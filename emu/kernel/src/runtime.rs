//! The outer execute/switch loop.

use std::fmt;
use std::path::PathBuf;
use std::time::Duration;

use log::{info, warn};
use muon_cpu::CpuEngine;
use muon_loader::{load_executable, load_rom, LoadError};
use muon_mm::{MemError, MemProt};
use muon_sched::THREAD_PRIORITY_NORMAL;

use crate::input::InputSender;
use crate::lcd::{LCD_REGISTER_BASE, LCD_REGISTER_SIZE};
use crate::{Clock, Kernel, MAIN_STACK_SIZE};

/// Construction-time failures.
#[derive(Debug)]
pub enum RuntimeError {
    /// Image loading failed.
    Load(LoadError),
    /// Mapping a platform region or the main stack failed.
    Mem(MemError),
}

impl fmt::Display for RuntimeError {
    fn fmt(&self, f: &mut fmt::Formatter<'_>) -> fmt::Result {
        match self {
            Self::Load(e) => write!(f, "load failed: {e}"),
            Self::Mem(e) => write!(f, "memory setup failed: {e}"),
        }
    }
}

impl std::error::Error for RuntimeError {}

impl From<LoadError> for RuntimeError {
    fn from(e: LoadError) -> Self {
        Self::Load(e)
    }
}

impl From<MemError> for RuntimeError {
    fn from(e: MemError) -> Self {
        Self::Mem(e)
    }
}

/// What to boot.
#[derive(Debug, Clone)]
pub struct RuntimeOptions {
    /// Guest executable (ELF32 or PE32).
    pub executable: PathBuf,
    /// Directory searched for dependency DLLs.
    pub system_dir: PathBuf,
    /// Kernel ROM blob, skipped if absent.
    pub rom: Option<PathBuf>,
}

/// One emulated machine: a CPU engine plus the [`Kernel`].
pub struct Runtime<E: CpuEngine> {
    engine: E,
    /// The machine state; public so embedders can reach the framebuffer,
    /// post input, or register extra syscalls.
    pub kernel: Kernel,
}

impl<E: CpuEngine> Runtime<E> {
    /// Boots a machine: maps the platform regions, loads the ROM and the
    /// executable, and creates the main thread at its entry point.
    pub fn new(engine: E, opts: &RuntimeOptions) -> Result<Self, RuntimeError> {
        let mut kernel = Kernel::new(Clock::monotonic());
        boot(&mut kernel, opts)?;
        Ok(Self { engine, kernel })
    }

    /// Wraps an already prepared kernel. Test entry point.
    pub fn from_parts(engine: E, kernel: Kernel) -> Self {
        Self { engine, kernel }
    }

    /// A handle for posting input events from other host threads.
    pub fn input_sender(&self) -> InputSender {
        self.kernel.input.sender()
    }

    /// Runs the guest until the main thread returns (or the fault-storm
    /// guard trips).
    ///
    /// Each iteration runs the current thread from its saved pc until a
    /// hook stops execution, then rotates the ring. When a full pass makes
    /// no progress — every thread parked — the loop naps briefly instead
    /// of spinning on the runnability predicate.
    pub fn run(&mut self) {
        let mut idle_passes = 0usize;
        while !self.kernel.exit_requested() {
            self.kernel.begin_slice();
            let pc = self.kernel.sched.current().resume_pc();
            let _ = self.engine.start(pc, &mut self.kernel);

            if self.kernel.exit_requested() {
                break;
            }
            if self.kernel.take_progress() {
                idle_passes = 0;
            } else {
                idle_passes += 1;
                if idle_passes >= self.kernel.sched.len() {
                    std::thread::sleep(Duration::from_millis(1));
                    idle_passes = 0;
                }
            }
            self.kernel.sched.switch(&mut self.engine);
        }
        info!("emulation finished");
    }
}

/// Maps platform regions and loads the guest images.
fn boot(kernel: &mut Kernel, opts: &RuntimeOptions) -> Result<(), RuntimeError> {
    kernel
        .mem
        .static_alloc(LCD_REGISTER_BASE, LCD_REGISTER_SIZE, MemProt::READ | MemProt::WRITE)?;

    if let Some(rom) = &opts.rom {
        if rom.exists() {
            load_rom(&mut kernel.mem, rom)?;
        } else {
            warn!("kernel ROM {} not found, continuing without it", rom.display());
        }
    }

    let image = load_executable(
        &mut kernel.mem,
        &mut kernel.modules,
        &opts.executable,
        &opts.system_dir,
    )?;
    let entry = kernel.modules.image(image).entry;
    kernel
        .sched
        .spawn(&mut kernel.mem, entry, 0, THREAD_PRIORITY_NORMAL, MAIN_STACK_SIZE)?;
    info!("main thread created at entry {entry}");
    Ok(())
}
//! Guest threads.

use std::collections::HashMap;

use core::fmt;

use muon_core::GuestAddr;
use muon_cpu::{CpuContext, CpuRegs, Reg};

use crate::Millis;

/// Reserved, never-mapped address used as the link register of fresh
/// threads. A jump there means the thread's entry function returned.
pub const THREAD_EXIT: GuestAddr = GuestAddr::new(0xFFF0_0000);

/// Default guest stack size when the creator passes zero.
pub const DEFAULT_STACK_SIZE: u32 = 0x2000;

/// Default thread priority.
pub const THREAD_PRIORITY_NORMAL: u8 = 100;

/// Time quantum of the main thread, in milliseconds.
const MAIN_QUANTUM: Millis = 4000;

/// Quantum base for non-main threads; the priority is subtracted.
const QUANTUM_BASE: Millis = 400;

/// Monotonic thread identifier. Id 0 is the main thread.
#[derive(Debug, Clone, Copy, PartialEq, Eq, Hash, PartialOrd, Ord)]
pub struct ThreadId(pub u32);

impl fmt::Display for ThreadId {
    fn fmt(&self, f: &mut fmt::Formatter<'_>) -> fmt::Result {
        write!(f, "thread {}", self.0)
    }
}

/// An event wait in progress.
#[derive(Debug, Clone, Copy, PartialEq, Eq)]
pub(crate) struct EventWait {
    /// Handle of the awaited event.
    pub handle: u32,
    /// Absolute timeout, `None` for an infinite wait.
    pub deadline: Option<Millis>,
}

/// One guest thread: saved core context plus scheduling state.
#[derive(Debug)]
pub struct Thread {
    pub(crate) id: ThreadId,
    /// Saved register file + Thumb state.
    pub(crate) ctx: CpuContext,
    /// Fresh threads start from their initial register values and have no
    /// earlier engine context to restore.
    pub(crate) is_new: bool,
    pub(crate) priority: u8,
    pub(crate) stack_base: GuestAddr,
    pub(crate) stack_size: u32,
    /// Nested suspension counter; runnable only at zero.
    pub(crate) suspend_count: u32,
    /// Absolute wake time while sleeping.
    pub(crate) sleeping_until: Option<Millis>,
    /// In-progress event wait.
    pub(crate) waiting_event: Option<EventWait>,
    /// Critical section this thread is queued on (by guest address).
    pub(crate) requested_cs: Option<GuestAddr>,
    /// Owned critical sections with per-thread recursion depth.
    pub(crate) owned_cs: HashMap<u32, u32>,
}

impl Thread {
    pub(crate) fn new(
        id: ThreadId,
        entry: GuestAddr,
        arg: u32,
        priority: u8,
        stack_base: GuestAddr,
        stack_size: u32,
    ) -> Self {
        let mut ctx = CpuContext::zeroed();
        ctx.file[Reg::R0.index()] = arg;
        ctx.file[Reg::Sp.index()] = (stack_base + stack_size).as_u32();
        ctx.file[Reg::Lr.index()] = THREAD_EXIT.as_u32();
        ctx.file[Reg::Pc.index()] = entry.code_base().as_u32();
        ctx.thumb = entry.is_thumb();
        Self {
            id,
            ctx,
            is_new: true,
            priority,
            stack_base,
            stack_size,
            suspend_count: 0,
            sleeping_until: None,
            waiting_event: None,
            requested_cs: None,
            owned_cs: HashMap::new(),
        }
    }

    /// Thread id.
    pub fn id(&self) -> ThreadId {
        self.id
    }

    /// Current priority (0–255; lower priorities earn longer quanta).
    pub fn priority(&self) -> u8 {
        self.priority
    }

    /// Base of this thread's stack mapping.
    pub fn stack_base(&self) -> GuestAddr {
        self.stack_base
    }

    /// Size of this thread's stack mapping.
    pub fn stack_size(&self) -> u32 {
        self.stack_size
    }

    /// The pc (with Thumb bit) to pass to the engine when resuming.
    pub fn resume_pc(&self) -> GuestAddr {
        GuestAddr::new(self.ctx.resume_pc())
    }

    /// Time quantum: the main thread gets a long slice, others shrink with
    /// rising priority value.
    pub fn quantum(&self) -> Millis {
        if self.id.0 == 0 {
            MAIN_QUANTUM
        } else {
            QUANTUM_BASE - Millis::from(self.priority).min(QUANTUM_BASE - 1)
        }
    }

    /// Writes this thread's context into the core.
    pub(crate) fn load_state(&self, cpu: &mut dyn CpuRegs) {
        self.ctx.restore(cpu);
    }

    /// Captures the core into this thread's context. The saved pc encodes
    /// the current Thumb state in bit 0 so a later `start` re-enters the
    /// right mode.
    pub(crate) fn save_state(&mut self, cpu: &mut dyn CpuRegs) {
        self.ctx = CpuContext::save(cpu);
        self.is_new = false;
    }
}
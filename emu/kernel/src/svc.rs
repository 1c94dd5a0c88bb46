//! The SVC dispatcher.
//!
//! Runs inside the engine's SVC hook. The guest-side trampoline pushes lr
//! (plus one scratch word) and issues `SVC #id`; by hook time pc has moved
//! past the instruction, so the immediate is read back from `pc − 4` (ARM,
//! low 20 bits) or `pc − 2` (Thumb, low 8 bits). The handler's return
//! value lands in r0, the two-word trampoline frame is popped, and pc is
//! redirected to the saved lr.

use log::{trace, warn};
use muon_core::GuestAddr;
use muon_cpu::{CpuRegs, Reg};

use crate::syscalls::SyscallArgs;
use crate::Kernel;

/// Bytes the trampoline pushed before the SVC (saved lr + scratch).
const TRAMPOLINE_FRAME: u32 = 8;

pub(crate) fn dispatch_svc(kernel: &mut Kernel, cpu: &mut dyn CpuRegs) {
    let pc = cpu.get(Reg::Pc);
    let sp = cpu.get(Reg::Sp);

    // Decode the immediate from the trapping instruction.
    let id = if cpu.is_thumb() {
        kernel
            .mem
            .read_u16(GuestAddr::new(pc) - 2)
            .map(|insn| u32::from(insn & 0x00FF))
    } else {
        kernel
            .mem
            .read_u32(GuestAddr::new(pc) - 4)
            .map(|insn| insn & 0x000F_FFFF)
    };
    let id = match id {
        Ok(id) => id,
        Err(e) => {
            warn!("svc dispatch: cannot read trapping instruction at {pc:#010x}: {e}");
            return;
        }
    };

    // The trampoline stored the caller's lr at [sp].
    let lr = match kernel.mem.read_u32(GuestAddr::new(sp)) {
        Ok(lr) => lr,
        Err(e) => {
            warn!("svc {id:#07x}: cannot read saved lr at sp {sp:#010x}: {e}");
            return;
        }
    };

    let args = SyscallArgs {
        r0: cpu.get(Reg::R0),
        r1: cpu.get(Reg::R1),
        r2: cpu.get(Reg::R2),
        r3: cpu.get(Reg::R3),
        r4: cpu.get(Reg::R4),
        sp,
    };
    trace!(
        "svc {id:#07x} r0={:#x} r1={:#x} r2={:#x} r3={:#x} caller={:#010x}",
        args.r0,
        args.r1,
        args.r2,
        args.r3,
        lr
    );

    let ret = match kernel.svc_table.get(&id).copied() {
        Some(handler) => handler(kernel, cpu, &args),
        None => {
            warn!("unhandled svc {id:#07x} (caller {:#010x})", lr);
            0
        }
    };

    cpu.set(Reg::R0, ret);
    cpu.set(Reg::Sp, sp.wrapping_add(TRAMPOLINE_FRAME));
    cpu.set(Reg::Pc, lr & !1);
}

» EXERCISE: Out of the data above, transcribe exactly and only the lines starting with the line that has "Base of this thread's stack mapping." and going on through the line that has "trampoline pushes lr", both included.

» COMPLETED TASK:
    /// Base of this thread's stack mapping.
    pub fn stack_base(&self) -> GuestAddr {
        self.stack_base
    }

    /// Size of this thread's stack mapping.
    pub fn stack_size(&self) -> u32 {
        self.stack_size
    }

    /// The pc (with Thumb bit) to pass to the engine when resuming.
    pub fn resume_pc(&self) -> GuestAddr {
        GuestAddr::new(self.ctx.resume_pc())
    }

    /// Time quantum: the main thread gets a long slice, others shrink with
    /// rising priority value.
    pub fn quantum(&self) -> Millis {
        if self.id.0 == 0 {
            MAIN_QUANTUM
        } else {
            QUANTUM_BASE - Millis::from(self.priority).min(QUANTUM_BASE - 1)
        }
    }

    /// Writes this thread's context into the core.
    pub(crate) fn load_state(&self, cpu: &mut dyn CpuRegs) {
        self.ctx.restore(cpu);
    }

    /// Captures the core into this thread's context. The saved pc encodes
    /// the current Thumb state in bit 0 so a later `start` re-enters the
    /// right mode.
    pub(crate) fn save_state(&mut self, cpu: &mut dyn CpuRegs) {
        self.ctx = CpuContext::save(cpu);
        self.is_new = false;
    }
}
filename emu/kernel/src/svc.rs
repository 1c94dd5a0c88bb46
//! The SVC dispatcher.
//!
//! Runs inside the engine's SVC hook. The guest-side trampoline pushes lr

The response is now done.